By spotęgować wrażenie intymności przyjęliśmy założenie ogrodowe, które nazwaliśmy „dom w ogrodzie – ogród w domu”. Stąd też, dom w pewnym sensie zagłębiony w zieleni stał się bezpieczną enklawą.
Budynek zaprojektowaliśmy na planie litery H jako częściowo spiętrzony, dom jednorodzinny z garażem o intymnym charakterze i prostym układzie funkcjonalnym.
Dom w ogrodzie – ogród w domu
Rzut w kształcie litery H pozwolił nam wyraźnie oddzielić strefy sypialną i wejściową za pomocą dużego salonu z jadalnią. Salon stanowi centralny punkt założenia, będącego przysłowiowym i rzeczywistym sercem (centrum) domu. Jest to miejsce łączące wszystkie funkcje domu – miejsce skąd w łatwy sposób możemy przejść do każdej innej jego części.

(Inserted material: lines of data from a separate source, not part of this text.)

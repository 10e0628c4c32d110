//! Lexical scopes and name resolution
//!
//! A [`ScopeStack`] holds nested [`Scope`]s, the global scope first. A scope
//! binds identifiers either to values or to nested scopes, which is how
//! namespaces like `console` are modelled.

use std::collections::HashMap;

use cranelift_codegen::ir::StackSlot;
use cranelift_module::FuncId;

use crate::errors::{CompilationError, CompilationResult};
use crate::types::Type;

/// What an identifier is bound to.
#[derive(Clone, Debug, PartialEq)]
pub enum Binding {
    Scope(Scope),
    Value(Value),
}

#[derive(Clone, Copy, Debug, PartialEq)]
pub enum Value {
    /// A local stored in a stack slot.
    Variable { slot: StackSlot, ty: Type },
    /// A function declared in the module.
    Function(FuncId),
    /// A standard-library entry point, by symbol. Declared on first call.
    Stdlib(&'static str),
}

/// Layout of a named aggregate backing a scope.
#[derive(Clone, Debug, PartialEq, Eq)]
pub struct AggregateType {
    pub name: String,
    pub fields: Vec<(String, Type)>,
}

#[derive(Clone, Debug, Default, PartialEq)]
pub struct Scope {
    name: Option<String>,
    data: Option<AggregateType>,
    bindings: HashMap<String, Binding>,
}

impl Scope {
    pub fn new(name: Option<&str>) -> Self {
        Self {
            name: name.map(str::to_string),
            data: None,
            bindings: HashMap::new(),
        }
    }

    pub fn named(name: &str) -> Self {
        Self::new(Some(name))
    }

    pub fn with_data(mut self, data: AggregateType) -> Self {
        self.data = Some(data);
        self
    }

    pub fn name(&self) -> Option<&str> {
        self.name.as_deref()
    }

    pub fn data(&self) -> Option<&AggregateType> {
        self.data.as_ref()
    }

    pub fn get(&self, id: &str) -> Option<&Binding> {
        self.bindings.get(id)
    }

    pub fn contains(&self, id: &str) -> bool {
        self.bindings.contains_key(id)
    }

    pub fn len(&self) -> usize {
        self.bindings.len()
    }

    pub fn is_empty(&self) -> bool {
        self.bindings.is_empty()
    }

    pub fn iter(&self) -> impl Iterator<Item = (&str, &Binding)> {
        self.bindings.iter().map(|(id, binding)| (id.as_str(), binding))
    }

    /// Bind `id`, failing if it is already bound in this scope.
    pub fn set(&mut self, id: &str, binding: Binding) -> CompilationResult<()> {
        if self.bindings.contains_key(id) {
            return Err(CompilationError::duplicate_binding(id));
        }
        self.bindings.insert(id.to_string(), binding);
        Ok(())
    }

    /// Replace the binding of `id`, failing if it was never bound.
    pub fn overwrite(&mut self, id: &str, binding: Binding) -> CompilationResult<()> {
        match self.bindings.get_mut(id) {
            Some(slot) => {
                *slot = binding;
                Ok(())
            }
            None => Err(CompilationError::unknown_identifier(id)),
        }
    }

    /// Resolve a dotted path relative to this scope.
    pub fn resolve(&self, path: &str) -> CompilationResult<&Binding> {
        self.resolve_from(path, path)
    }

    fn resolve_from<'s>(&'s self, path: &str, full: &str) -> CompilationResult<&'s Binding> {
        let (head, rest) = split_path(path);
        let binding = self
            .get(head)
            .ok_or_else(|| CompilationError::unknown_identifier(prefix_through(full, path, head)))?;
        descend(binding, rest, full, path, head)
    }
}

/// Follow the rest of a dotted path into `binding`.
fn descend<'s>(
    binding: &'s Binding,
    rest: Option<&str>,
    full: &str,
    path: &str,
    head: &str,
) -> CompilationResult<&'s Binding> {
    match (rest, binding) {
        (None, binding) => Ok(binding),
        (Some(rest), Binding::Scope(scope)) => scope.resolve_from(rest, full),
        (Some(_), Binding::Value(_)) => Err(CompilationError::not_a_namespace(prefix_through(
            full, path, head,
        ))),
    }
}

fn split_path(path: &str) -> (&str, Option<&str>) {
    match path.split_once('.') {
        Some((head, rest)) => (head, Some(rest)),
        None => (path, None),
    }
}

/// The part of `full` up to and including `head`, where `path` is a suffix
/// of `full` starting at `head`.
fn prefix_through<'a>(full: &'a str, path: &str, head: &str) -> &'a str {
    let end = full.len() - path.len() + head.len();
    &full[..end]
}

/// Nested scopes, innermost last. The global scope is never popped.
#[derive(Debug)]
pub struct ScopeStack {
    scopes: Vec<Scope>,
}

impl Default for ScopeStack {
    fn default() -> Self {
        Self::new()
    }
}

impl ScopeStack {
    pub fn new() -> Self {
        Self {
            scopes: vec![Scope::named("global")],
        }
    }

    /// Number of scopes, including the global one.
    pub fn depth(&self) -> usize {
        self.scopes.len()
    }

    pub fn is_global(&self) -> bool {
        self.scopes.len() == 1
    }

    pub fn global(&self) -> &Scope {
        &self.scopes[0]
    }

    pub fn global_mut(&mut self) -> &mut Scope {
        &mut self.scopes[0]
    }

    pub fn current(&self) -> &Scope {
        self.scopes.last().unwrap_or(&self.scopes[0])
    }

    fn current_mut(&mut self) -> &mut Scope {
        let last = self.scopes.len() - 1;
        &mut self.scopes[last]
    }

    pub fn push(&mut self, scope: Scope) {
        self.scopes.push(scope);
    }

    /// Pop the innermost scope.
    ///
    /// # Panics
    ///
    /// Panics when only the global scope is left.
    pub fn pop(&mut self) -> Scope {
        assert!(self.scopes.len() > 1, "cannot pop the global scope");
        self.scopes.pop().unwrap_or_default()
    }

    /// Run `body` inside `scope`, popping it afterwards whatever `body`
    /// returned.
    ///
    /// # Panics
    ///
    /// Panics if `body` leaves the stack at a different depth.
    pub fn with_scope<R>(&mut self, scope: Scope, body: impl FnOnce(&mut Self) -> R) -> R {
        let depth = self.depth();
        self.push(scope);
        let result = body(self);
        assert_eq!(self.depth(), depth + 1, "unbalanced scope stack");
        self.pop();
        result
    }

    /// Resolve a dotted path. The first segment is looked up innermost scope
    /// first; the remaining segments must each name a nested scope.
    pub fn get(&self, path: &str) -> CompilationResult<&Binding> {
        let (head, rest) = split_path(path);
        let binding = self
            .scopes
            .iter()
            .rev()
            .find_map(|scope| scope.get(head))
            .ok_or_else(|| CompilationError::unknown_identifier(head))?;
        descend(binding, rest, path, path, head)
    }

    pub fn get_value(&self, path: &str) -> CompilationResult<Value> {
        match self.get(path)? {
            Binding::Value(value) => Ok(*value),
            Binding::Scope(_) => Err(CompilationError::type_mismatch(format!(
                "`{path}` is a namespace, not a value"
            ))),
        }
    }

    pub fn get_scope(&self, path: &str) -> CompilationResult<&Scope> {
        match self.get(path)? {
            Binding::Scope(scope) => Ok(scope),
            Binding::Value(_) => Err(CompilationError::not_a_namespace(path)),
        }
    }

    /// Bind `id` in the innermost scope.
    pub fn set(&mut self, id: &str, binding: Binding) -> CompilationResult<()> {
        self.current_mut().set(id, binding)
    }

    /// Rebind `id` in the innermost scope.
    pub fn overwrite(&mut self, id: &str, binding: Binding) -> CompilationResult<()> {
        self.current_mut().overwrite(id, binding)
    }
}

Salon z dwóch stron otwiera się dużymi przeszkleniami na powstałe w wyniku kształtowania bryły na działce dwa ogrody z tarasami. Taki układ pozwala na ciągłe obcowanie z naturą i sprawia wrażenie, jakby ogród był elementem bardziej wnętrza niż zewnętrza. Dzięki połączeniom, ogrody wciągane są do wnętrza i łączą domowników, ale też stanowią zielony, naturalny bufor pomiędzy przestrzeniami domu.
Patrząc wyżej
Ze względu na warunki oświetleniowe oraz układ funkcjonalny parteru nadbudowaliśmy północną część domu. Komunikacja, dzieli to skrzydło na dwie części – salon rozrywki i taras. Pomieszczenie rozrywki jest nieco schowane, wydzielone z dodatkowym doświetleniem z góry. Dzięki temu uzyskujemy efekt przytulnej, bezpiecznej jaskini z sączącym się światłem bocznym i górnym, ale też unikamy niepożądanych widoków. Układ strefy komunikacyjnej uzupełnia łazienka z sauną, z której otwiera się widok na wydzielony, intymny taras. Taras ten również zaprojektowaliśmy pamiętając o intymności mieszkańców. Wysokie mury są perforowane miejscowymi otworami, które kadrują widoki w taki sposób, by wydobyć z nich to, co najatrakcyjniejsze. Wymiary tarasu umożliwiają wygodne rozwieszenie brazylijskiego hamaku, a klimat całej tej przestrzeni stanowi przedłużenie intymnego ogrodu znajdującego się w dole.